Develop highly available and resilient apps with Redis Cloud

Set up your Redis Cloud databases to enable stable and highly available apps.

You can set up your Redis Cloud databases and Redis Client libraries to ensure your app re-connects to your database after unexpected failover events or network outages and minimize data losses.

Set up databases

These settings can be turned on when you create or edit your database.

Enable data persistence

Enabling Data persistence allows Redis to save your data to a durable storage medium, such as a disk, to ensure data availability in case of memory loss or system failure.

Redis Cloud supports the following data persistence options:

  • An Append-Only File maintains a record of write operations. This lets you restore data by using the record to reconstruct the database up to the point of failure. The Append-only file updates on every write or every second.

  • A Snapshot is a copy of the in-memory database, taken at periodic intervals (one, six, or twelve hours). You can restore data to the snapshot's point in time.
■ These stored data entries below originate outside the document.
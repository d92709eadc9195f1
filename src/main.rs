mod automations;
mod cli;
mod clock;
mod config;
mod intake;
mod ledger;
mod model;
mod run_log;
mod runner;
mod server;

use anyhow::Result;
use clap::Parser;
use tracing_subscriber::EnvFilter;

#[tokio::main]
async fn main() -> Result<()> {
    tracing_subscriber::fmt()
        .with_env_filter(
            EnvFilter::try_from_default_env().unwrap_or_else(|_| EnvFilter::new("info")),
        )
        .init();

    let args = cli::Cli::parse();
    cli::run(args).await
}
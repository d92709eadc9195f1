use super::Automation;
use crate::model::{AutomationId, AutomationInput};
use anyhow::Result;
use rand::Rng;

const BASE_COST: f64 = 100.0;

/// Drafts a placeholder estimate; the total is a random multiple of the base cost.
pub struct EstimateGenerator {
    client_name: String,
}

impl EstimateGenerator {
    pub fn new(client_name: String) -> Self {
        Self { client_name }
    }
}

impl Automation for EstimateGenerator {
    fn id(&self) -> AutomationId {
        AutomationId::EstimateGenerator
    }

    fn run(&self, _input: &AutomationInput) -> Result<String> {
        let multiplier: f64 = rand::thread_rng().gen_range(1.0..3.0);
        let total = (BASE_COST * multiplier).round() as u64;
        Ok(format!(
            "A draft estimate of ${total} has been prepared for {}. Please review and customise before sending it to your customer.",
            self.client_name
        ))
    }
}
Append-only files provide greater protection than snapshots at the cost of resources and recovery time. Although snapshot recovery is faster, the risk of data loss is higher, depending on the time between failure and the most recent snapshot.

If you do not enable data persistence, your data may be lost if the database goes down. It is best practice to enable data persistence for all production databases. You can turn on data persistence when you create or edit your database.

Enable replication

Database replication allows for automatic failover and greater fault tolerance. Replication can prevent data loss in the event of a hardware or zone failure.
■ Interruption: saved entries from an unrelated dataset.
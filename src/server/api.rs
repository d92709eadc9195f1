use super::AppState;
use crate::intake::IntakeResponse;
use crate::model::{AuditSubmission, AutomationId, AutomationInput};
use axum::body::Bytes;
use axum::extract::{Path, Query, State};
use axum::http::StatusCode;
use axum::response::{IntoResponse, Response};
use axum::Json;
use serde::Serialize;
use std::collections::BTreeMap;
use std::sync::Arc;

#[derive(Debug, Serialize)]
struct ApiError {
    success: bool,
    error: &'static str,
}

fn api_error(status: StatusCode, error: &'static str) -> Response {
    (
        status,
        Json(ApiError {
            success: false,
            error,
        }),
    )
        .into_response()
}

/// JSON first; anything that is not valid JSON is read as `application/x-www-form-urlencoded`.
/// Valid JSON that is not an object yields an empty submission.
pub fn parse_submission(body: &[u8]) -> AuditSubmission {
    match serde_json::from_slice::<serde_json::Value>(body) {
        Ok(value) => AuditSubmission::from_json(&value).unwrap_or_default(),
        Err(_) => {
            let fields: BTreeMap<String, String> = url::form_urlencoded::parse(body)
                .map(|(k, v)| (k.into_owned(), v.into_owned()))
                .collect();
            AuditSubmission::from_fields(&fields)
        }
    }
}

pub(super) async fn submit_audit(State(state): State<Arc<AppState>>, body: Bytes) -> Response {
    let submission = parse_submission(&body);
    let worker = state.clone();
    let receipt = match tokio::task::spawn_blocking(move || worker.intake.submit(&submission)).await {
        Ok(receipt) => receipt,
        Err(e) => {
            tracing::error!(error = %e, "audit intake task failed");
            return api_error(StatusCode::INTERNAL_SERVER_ERROR, "Audit error");
        }
    };
    (StatusCode::OK, Json(IntakeResponse::from(&receipt))).into_response()
}

/// `GET /api/automation/` carries no id at all.
pub(super) async fn unknown_automation() -> Response {
    api_error(StatusCode::NOT_FOUND, "Unknown automation")
}

/// The id is everything after the prefix, so extra segments never match a known automation.
pub(super) async fn run_automation(
    State(state): State<Arc<AppState>>,
    Path(raw_id): Path<String>,
    Query(input): Query<AutomationInput>,
) -> Response {
    let id = match raw_id.trim().parse::<AutomationId>() {
        Ok(id) if state.registry.contains(id) => id,
        _ => return api_error(StatusCode::NOT_FOUND, "Unknown automation"),
    };
    if !state.config.toggles.is_enabled(id) {
        return api_error(StatusCode::FORBIDDEN, "Automation disabled");
    }

    let worker = state.clone();
    match tokio::task::spawn_blocking(move || worker.registry.invoke(id, &input)).await {
        Ok(Ok(invocation)) => (StatusCode::OK, Json(invocation.result)).into_response(),
        Ok(Err(e)) => {
            tracing::error!(automation = %id, error = %format!("{e:#}"), "automation crashed");
            api_error(StatusCode::INTERNAL_SERVER_ERROR, "Automation error")
        }
        Err(e) => {
            tracing::error!(automation = %id, error = %e, "automation task failed");
            api_error(StatusCode::INTERNAL_SERVER_ERROR, "Automation error")
        }
    }
}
Redis Cloud supports these replication settings:

  • No replication: You will have a single copy of your database in one zone. If anything happens to your database, your app will not be able to connect to it.
  • Single-Zone: Your database will have a primary dataset and a replica dataset located in the same cloud zone. If anything happens to the primary database, the replica takes over and becomes the new primary. Your app will connect to the new primary database automatically with the same endpoint.
  • Multi-Zone (or Multi-AZ): The primary and its replicas are stored in different availability zones. This means that your app will connect to the new primary database zone automatically if an entire availability zone becomes unavailable.
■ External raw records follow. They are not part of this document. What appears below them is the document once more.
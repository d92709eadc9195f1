use super::Automation;
use crate::model::{AutomationId, AutomationInput};
use anyhow::{Context, Result};
use rand::Rng;
use time::macros::format_description;
use time::{Date, Duration, OffsetDateTime};

/// Books a demo appointment 1 to 7 days out at 10:00.
pub struct SmartBooking {
    client_name: String,
}

impl SmartBooking {
    pub fn new(client_name: String) -> Self {
        Self { client_name }
    }
}

/// Local date when the offset can be determined, UTC otherwise.
fn today() -> Date {
    OffsetDateTime::now_local()
        .unwrap_or_else(|_| OffsetDateTime::now_utc())
        .date()
}

pub(crate) fn booking_message(client: &str, today: Date, offset_days: i64) -> Result<String> {
    let at = (today + Duration::days(offset_days)).with_time(time::macros::time!(10:00));
    let date = at
        .format(format_description!(
            "[weekday repr:short] [month repr:short] [day] [year]"
        ))
        .context("format appointment date")?;
    let clock = at
        .format(format_description!(
            "[hour repr:12]:[minute] [period case:upper]"
        ))
        .context("format appointment time")?;
    Ok(format!("Appointment booked for {client} on {date} at {clock}."))
}

impl Automation for SmartBooking {
    fn id(&self) -> AutomationId {
        AutomationId::SmartBooking
    }

    fn run(&self, input: &AutomationInput) -> Result<String> {
        let client = input
            .client_name
            .as_deref()
            .map(str::trim)
            .filter(|s| !s.is_empty())
            .unwrap_or(&self.client_name);
        let offset = rand::thread_rng().gen_range(1..=7);
        booking_message(client, today(), offset)
    }
}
You can enable replication when you create your database. You can switch between no replication and single-zone replication after your create your database. However, you can't switch from no replication or single-zone replication to multi-zone replication.

It is best practice to enable replication for any databases that need to be highly available.

Set manual maintenance windows

Redis maintains your Redis Cloud subscriptions and databases as needed to ensure your databases are running the most stable and up-to-date version of Redis. By default, Redis will perform maintenance automatically while limiting service disruption as much as possible.

For stable apps, you may want to control when Redis can perform maintenance on your databases. For Redis Cloud Pro subscriptions, you can set manual maintenance windows to ensure non-urgent maintenance will occur at set times. Configuring or altering the maintenance window will not have any impact on your subscription or databases.

A Redis Cloud Essentials database has a set maintenance window based on the region where it is located. See Essentials maintenance for more information.

Set up Redis clients

When you're developing your apps, it is best to use specific Redis Client features to connect to Redis Cloud if they are available for your preferred client.

See Clients to learn how to connect with the official Redis clients.

Re-attempt connections

Some clients allow you to re-try connecting to your database if the connection fails. For these clients, we recommend that you implement connection re-attempts to ensure high availability and connection stability.

View your client's docs to learn more.

Refresh DNS

Your application may disconnect from your database either during planned maintenance or for other, unplanned reasons. Most Redis clients are set to refresh their DNS address when they reconnect to the database, and you will not be required to perform any further action. If you encounter connectivity problems for more than a minute during maintenance then you should refresh your DNS entries.

Depending on the client, you may be recommended to turn off the DNS cache entirely. Refer to your client's docs to learn more.

Use the WAIT and WAITAOF commands

The WAIT and WAITAOF commands block the current client until all previous write commands are persisted between replicas. With these commands, your application guarantees that acknowledged writes are recorded between replicas.

For more info, see Use the WAIT command for strong consistency.